The ileum is not only an important site of hormone synthesis and secretion, but it is also the key site for bile acid re-uptake. We hypothesized that with ileal interposition, the ileum is in a more proximal location within the small intestine and the ileal mucosa will proliferate upon nutrient stimulation which then presumably results in a higher absorptive capacity for bile acids. Here we show that euglycemic rats demonstrate elevated total bile acids in the plasma following ileal interposition. It has been previously shown that rats with ileal interposition have premature bile salt uptake at the site of the interposed segment, resulting in attenuated cholesterol absorption and transport [22]. A role for altered bile acid circulation in the resultant improvement in glucose homeostasis is highly likely as it has been shown that surgical diversion of only the common bile duct to the distal small intestine resolves STZ-induced diabetes in rodents and improves glucose tolerance in normal rats [23, 24]. Recent studies have identified elevated bile acid concentrations in the plasma of humans after gastric bypass surgery [25].

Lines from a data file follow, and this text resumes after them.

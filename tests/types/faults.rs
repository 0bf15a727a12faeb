use core::error::Error;

use outcome_rail::{EmptyValue, Fault, MessageFault, UnknownFault};

#[test]
fn empty_value_message() {
    assert_eq!(EmptyValue.message(), "Optional value was empty");
    assert_eq!(EmptyValue.to_string(), "Optional value was empty");
}

#[test]
fn unknown_fault_message() {
    assert_eq!(UnknownFault.message(), "An unknown error occurred");
    assert_eq!(UnknownFault.to_string(), "An unknown error occurred");
}

#[test]
fn message_fault_carries_an_arbitrary_message() {
    let fault = MessageFault::new("disk full");
    assert_eq!(fault.message(), "disk full");
    assert_eq!(fault.to_string(), "disk full");
}

#[test]
fn message_fault_from_string_types() {
    assert_eq!(MessageFault::from("a"), MessageFault::new("a"));
    assert_eq!(MessageFault::from(String::from("b")), MessageFault::new("b"));
}

#[test]
fn standard_faults_implement_the_error_trait() {
    fn accepts_error(_: &dyn Error) {}

    accepts_error(&EmptyValue);
    accepts_error(&UnknownFault);
    accepts_error(&MessageFault::new("boom"));
}

#[test]
fn str_and_string_ride_the_failure_channel_directly() {
    assert_eq!("boom".message(), "boom");
    assert_eq!(String::from("boom").message(), "boom");
}

#[test]
fn boxed_and_shared_faults_forward_message() {
    let boxed: Box<dyn Fault> = Box::new(MessageFault::new("boxed"));
    assert_eq!(boxed.message(), "boxed");

    let shared = std::sync::Arc::new(EmptyValue);
    assert_eq!(shared.message(), "Optional value was empty");
}

#[test]
fn log_does_not_consume_or_alter_the_fault() {
    let fault = MessageFault::new("logged");
    fault.log();
    assert_eq!(fault.message(), "logged");
}
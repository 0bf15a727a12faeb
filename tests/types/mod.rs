pub mod faults;
pub mod maybe;
pub mod outcome;
//! Core traits of the container algebra.
//!
//! - [`Fault`]: the capability contract any failure value must satisfy
//! - [`OptionExt`] / [`ResultExt`]: adapters from core `Option`/`Result`
//!   into [`Maybe`](crate::types::Maybe) / [`Outcome`](crate::types::Outcome)
//!
//! # Examples
//!
//! ```
//! use outcome_rail::traits::{Fault, OptionExt};
//!
//! let outcome = Some(5).or_fault("missing");
//! assert_eq!(outcome.data(), 5);
//! assert_eq!("missing".message(), "missing");
//! ```

pub mod ext;
pub mod fault;

pub use ext::{OptionExt, ResultExt};
pub use fault::Fault;
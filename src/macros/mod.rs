//! Ergonomic macros for constructing faults and outcomes.
//!
//! - [`macro@crate::fault`] - Builds a [`MessageFault`](crate::types::MessageFault)
//!   from a format string, for ad-hoc failure values.
//! - [`macro@crate::outcome`] - Wraps a `Result`-producing expression into an
//!   [`Outcome`](crate::types::Outcome).
//!
//! # Examples
//!
//! ```
//! use outcome_rail::{fault, outcome, Outcome};
//!
//! let parsed = outcome!("21".parse::<i32>()).map(|x| x * 2);
//! assert_eq!(parsed.data(), 42);
//!
//! let failed: Outcome<i32, _> = Outcome::failure(fault!("bad input: {}", "xyz"));
//! assert_eq!(failed.error().to_string(), "bad input: xyz");
//! ```

/// Builds a [`MessageFault`](crate::types::MessageFault) from a format string.
///
/// Accepts the same arguments as the standard `format!` macro.
///
/// # Examples
///
/// ```
/// use outcome_rail::{fault, Fault};
///
/// let user_id = 42;
/// let f = fault!("user {user_id} not found");
/// assert_eq!(f.message(), "user 42 not found");
/// ```
#[macro_export]
macro_rules! fault {
    ($($arg:tt)*) => {
        $crate::types::MessageFault::new(format!($($arg)*))
    };
}

/// Wraps a `Result`-producing expression into an
/// [`Outcome`](crate::types::Outcome).
///
/// # Examples
///
/// ```
/// use outcome_rail::outcome;
///
/// let ok = outcome!("5".parse::<u8>());
/// assert!(ok.is_success());
///
/// let failed = outcome!("x".parse::<u8>());
/// assert!(failed.is_failure());
/// ```
#[macro_export]
macro_rules! outcome {
    ($expr:expr $(,)?) => {
        $crate::types::Outcome::from($expr)
    };
}
//! Absence-tracking container.
//!
//! [`Maybe<T>`] holds zero or one value of `T`. Because presence is tracked by
//! the variant tag rather than by a reserved sentinel value, any payload type
//! is admissible: a `Maybe<Option<u8>>` can genuinely hold `None` as data.
//!
//! # Examples
//!
//! ```
//! use outcome_rail::Maybe;
//!
//! let name = Maybe::some("alice");
//! assert!(name.is_some());
//! assert_eq!(name.map(str::len), Maybe::some(5));
//! ```

use crate::types::faults::EmptyValue;
use crate::types::outcome::Outcome;

/// Container holding either one value of `T` or nothing.
///
/// Exactly one of [`is_some`](Maybe::is_some) / [`is_none`](Maybe::is_none)
/// holds at any time. Instances are immutable after construction; every
/// operation consumes the receiver and produces a fresh container.
///
/// Reading the payload of an absent container through [`data`](Maybe::data)
/// is a contract violation and panics; recoverable absence handling goes
/// through [`map`](Maybe::map), [`and_then`](Maybe::and_then), or
/// [`into_outcome`](Maybe::into_outcome) instead.
///
/// # Examples
///
/// ```
/// use outcome_rail::Maybe;
///
/// let present = Maybe::some(5).map(|x| x * 2);
/// assert_eq!(present.data(), 10);
///
/// let absent: Maybe<i32> = Maybe::none();
/// assert!(absent.map(|x| x * 2).is_none());
/// ```
#[must_use]
#[derive(Debug, Clone, Copy, PartialEq, PartialOrd, Eq, Ord, Hash)]
pub enum Maybe<T> {
    /// One value is present.
    Present(T),
    /// No value.
    Absent,
}

impl<T> Maybe<T> {
    /// Creates a present container holding `value`.
    ///
    /// # Examples
    ///
    /// ```
    /// use outcome_rail::Maybe;
    ///
    /// assert!(Maybe::some(1).is_some());
    /// ```
    #[inline]
    pub fn some(value: T) -> Self {
        Self::Present(value)
    }

    /// Creates an absent container.
    ///
    /// # Examples
    ///
    /// ```
    /// use outcome_rail::Maybe;
    ///
    /// assert!(Maybe::<i32>::none().is_none());
    /// ```
    #[inline]
    pub fn none() -> Self {
        Self::Absent
    }

    /// Adopts a core `Option`, the adapter for APIs that naturally return
    /// "value or nothing".
    ///
    /// # Examples
    ///
    /// ```
    /// use outcome_rail::Maybe;
    ///
    /// assert_eq!(Maybe::from_option("87".parse::<u8>().ok()), Maybe::some(87));
    /// assert!(Maybe::from_option("x".parse::<u8>().ok()).is_none());
    /// ```
    #[inline]
    pub fn from_option(value: Option<T>) -> Self {
        match value {
            Some(value) => Self::Present(value),
            None => Self::Absent,
        }
    }

    /// Returns `true` if a value is present.
    #[must_use]
    #[inline]
    pub fn is_some(&self) -> bool {
        matches!(self, Self::Present(_))
    }

    /// Returns `true` if no value is present.
    #[must_use]
    #[inline]
    pub fn is_none(&self) -> bool {
        !self.is_some()
    }

    /// Returns the payload.
    ///
    /// # Panics
    ///
    /// Panics if the container is absent. That signals a bug in the calling
    /// code; check [`is_some`](Maybe::is_some) first, or stay in the chain
    /// with [`map`](Maybe::map) / [`into_outcome`](Maybe::into_outcome).
    ///
    /// # Examples
    ///
    /// ```
    /// use outcome_rail::Maybe;
    ///
    /// assert_eq!(Maybe::some(5).data(), 5);
    /// ```
    #[inline]
    #[track_caller]
    pub fn data(self) -> T {
        match self {
            Self::Present(value) => value,
            Self::Absent => panic!("called `Maybe::data()` on an `Absent` value"),
        }
    }

    /// Converts from `&Maybe<T>` to `Maybe<&T>`.
    #[inline]
    pub fn as_ref(&self) -> Maybe<&T> {
        match self {
            Self::Present(value) => Maybe::Present(value),
            Self::Absent => Maybe::Absent,
        }
    }

    /// Transforms the payload, short-circuiting on absence.
    ///
    /// `f` is never invoked on an absent container. If `f` itself produces a
    /// `Maybe<U>`, use [`and_then`](Maybe::and_then) so the result stays one
    /// container deep; if it produces an `Option<U>`, adapt it with
    /// [`Maybe::from_option`] at the call site.
    ///
    /// # Examples
    ///
    /// ```
    /// use outcome_rail::Maybe;
    ///
    /// assert_eq!(Maybe::some(5).map(|x| x * 2), Maybe::some(10));
    /// assert!(Maybe::<i32>::none().map(|x| x * 2).is_none());
    /// ```
    #[inline]
    pub fn map<U, F>(self, f: F) -> Maybe<U>
    where
        F: FnOnce(T) -> U,
    {
        match self {
            Self::Present(value) => Maybe::Present(f(value)),
            Self::Absent => Maybe::Absent,
        }
    }

    /// Chains a transform that itself reports absence, flattening the result.
    ///
    /// # Examples
    ///
    /// ```
    /// use outcome_rail::Maybe;
    ///
    /// fn half(x: i32) -> Maybe<i32> {
    ///     if x % 2 == 0 { Maybe::some(x / 2) } else { Maybe::none() }
    /// }
    ///
    /// assert_eq!(Maybe::some(8).and_then(half), Maybe::some(4));
    /// assert!(Maybe::some(5).and_then(half).is_none());
    /// assert!(Maybe::none().and_then(half).is_none());
    /// ```
    #[inline]
    pub fn and_then<U, F>(self, f: F) -> Maybe<U>
    where
        F: FnOnce(T) -> Maybe<U>,
    {
        match self {
            Self::Present(value) => f(value),
            Self::Absent => Maybe::Absent,
        }
    }

    /// Promotes the container into an [`Outcome`], attaching the standard
    /// [`EmptyValue`] fault when absent.
    ///
    /// # Examples
    ///
    /// ```
    /// use outcome_rail::{Maybe, Outcome};
    ///
    /// assert_eq!(Maybe::some(5).into_outcome(), Outcome::success(5));
    /// assert!(Maybe::<i32>::none().into_outcome().is_failure());
    /// ```
    #[inline]
    pub fn into_outcome(self) -> Outcome<T, EmptyValue> {
        self.into_outcome_or(EmptyValue)
    }

    /// Promotes the container into an [`Outcome`], attaching a caller-supplied
    /// fault when absent.
    ///
    /// # Examples
    ///
    /// ```
    /// use outcome_rail::{Maybe, Outcome};
    ///
    /// let outcome = Maybe::<i32>::none().into_outcome_or("lookup missed");
    /// assert_eq!(outcome, Outcome::failure("lookup missed"));
    /// ```
    #[inline]
    pub fn into_outcome_or<E>(self, error: E) -> Outcome<T, E> {
        match self {
            Self::Present(value) => Outcome::Success(value),
            Self::Absent => Outcome::Failure(error),
        }
    }

    /// Converts back into a core `Option`.
    #[must_use]
    #[inline]
    pub fn into_option(self) -> Option<T> {
        match self {
            Self::Present(value) => Some(value),
            Self::Absent => None,
        }
    }
}

impl<T> Default for Maybe<T> {
    /// Returns [`Maybe::Absent`].
    #[inline]
    fn default() -> Self {
        Self::Absent
    }
}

Because ileal interposition does not promote massive weight loss, as it is neither restrictive nor causes malabsorption, it is currently being performed in humans as a metabolic surgery due to its GLP-1-producing capabilities. Diabetic patients with BMIs below 35 kg/m2 showed great glycemic control (87% of patients) following ileal interposition with the remaining 13% of patients showing improvement [26]. However, the long-term effects of augmented GLP-1 secretion are unknown in both humans and rodents. Widespread use of ileal interposition in humans should be approached with caution since the elevations in GLP-1 following gastric bypass surgery has been implicated in post-surgical reports of hyperinsulinemic hypoglycemia with nesidioblastosis [27]. In addition, thorough patient screening to insure a diagnosis of type 2 diabetes opposed to slow onset type 1 diabetes appears to be critical for long-term control [28]. While improvement of type 2 diabetes is obviously an exciting consequence of ileal interposition surgery in humans, the long-term effects are unknown. Since ileal interposition is not a substitute for gastric bypass surgery, which also involves gastric restriction and duodenal exclusion and may lend additional important metabolic changes after surgery, it should still be considered a novel but promising potential treatment for type 2 diabetes in humans.